Longtemps pratiquées dans le secret de la tradition, les mutilations génitales vont sortir de l’ombre en 1987 avec le concours du Comté interafricain de lutte contre les pratiques traditionnelles affectant la santé de la femme et des enfants (CI-AF).

Selon la présidente de CI-AF-Cameroun, Comfort Effiom, c’est de retour d’un séminaire international que lui est venue l’idée de vérifier si la pratique existait au Cameroun. Les recherches ont confirmé l’existence sous plusieurs formes des mutilations sexuelles dans ce pays.

Excision

Outre l’excision, qui se pratique par l’utilisation d’outils tranchants pour couper ou diminuer les parties génitales de l’enfant ou de la jeune fille, il y a l’introduction des certaines herbes dans les parties intimes de la fille.
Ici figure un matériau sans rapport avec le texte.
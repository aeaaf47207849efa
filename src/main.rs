//! One-shot derivation of the stabilized steady CDR element matrices for the 2D
//! 3-node triangle, printed as LaTeX.

use log::info;

use symfel::assembly::local::{
    assemble_element_cdr_matrix, assemble_element_convection_matrix, SteadyCdrOperator,
};
use symfel::assembly::operators::convection_operator;
use symfel::element::Tri3ElementGeometry;
use symfel::nalgebra::Matrix3;
use symfel::postprocess::{
    antisymmetric_part, crosswind_diffusion_matrix, discrete_upwind_operator, matrix_row_sums,
    streamline_diffusion_matrix, symmetric_part,
};
use symfel::symbolic::{latex, latex_matrix, Expr};

fn main() -> eyre::Result<()> {
    env_logger::init();

    let geometry = Tri3ElementGeometry::with_gauss_points(1);
    let operator = SteadyCdrOperator::with_symbolic_coefficients();
    let gauss_point = 0;
    let n = geometry.shape_functions(gauss_point)?;
    let g = geometry.shape_function_gradients(gauss_point)?;

    info!("deriving stabilized steady CDR element matrices for the 2D 3-node triangle");

    section("Element geometry (constant Jacobian, centroid Gauss point)");
    println!("N = {}", latex_matrix(n));
    println!("G = {}", latex_matrix(g));
    println!(
        "u \\cdot \\nabla N = {}",
        latex_matrix(&convection_operator(&operator.velocity, g))
    );

    let lhs = assemble_element_cdr_matrix(&operator, &geometry, gauss_point)?;

    section("Steady CDR element LHS matrix (Galerkin + SUPG)");
    print_entries("A", &lhs.map(|e| e.simplified()));

    section("Row sums of the LHS matrix");
    print_row_sums(&lhs);

    section("Symmetric part of the LHS matrix");
    print_entries("A^{sym}", &symmetric_part(&lhs));

    section("Antisymmetric part of the LHS matrix");
    print_entries("A^{skew}", &antisymmetric_part(&lhs));

    let convection = assemble_element_convection_matrix(&operator, n, g);
    let upwind = discrete_upwind_operator(&convection);

    section("Discrete upwind diffusion operator of the convection matrix");
    print_entries("D", &upwind);

    section("Row sums of the discrete upwind operator");
    print_row_sums(&upwind);

    let streamline = streamline_diffusion_matrix(&operator.velocity, g);
    let crosswind = crosswind_diffusion_matrix(&operator.velocity, g);

    section("Streamline diffusion matrix");
    print_entries("S", &streamline);
    print_row_sums(&streamline);

    section("Crosswind diffusion matrix");
    print_entries("X", &crosswind);
    print_row_sums(&crosswind);

    Ok(())
}

fn section(title: &str) {
    println!();
    println!("% ==== {} ====", title);
}

fn print_entries(name: &str, matrix: &Matrix3<Expr>) {
    for a in 0..3 {
        for b in 0..3 {
            println!("{}_{{{}{}}} = {}", name, a + 1, b + 1, latex(&matrix[(a, b)]));
        }
    }
}

fn print_row_sums(matrix: &Matrix3<Expr>) {
    for (a, row_sum) in matrix_row_sums(matrix).iter().enumerate() {
        println!("\\sum_b \\text{{row }} {}: {}", a + 1, latex(row_sum));
    }
}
Selon l’enquête menée par la PANA, il est difficile de circonscrire avec précision les localités concernées par cette pratique, mais selon Mme Effiom, l’excision se pratique à 100% dans le Logone et Chari, dans la province de l’Extrême-Nord, chez les Arabes chouaves, dans le Manyu (sud-ouest), chez les Ejagam et les Eboki et à la Briqueterie, un quartier de Yaoundé peuplé majoritairement de ressortissants du Grand-Nord, du Tchad et de pays de l’Afrique de l’Ouest (…)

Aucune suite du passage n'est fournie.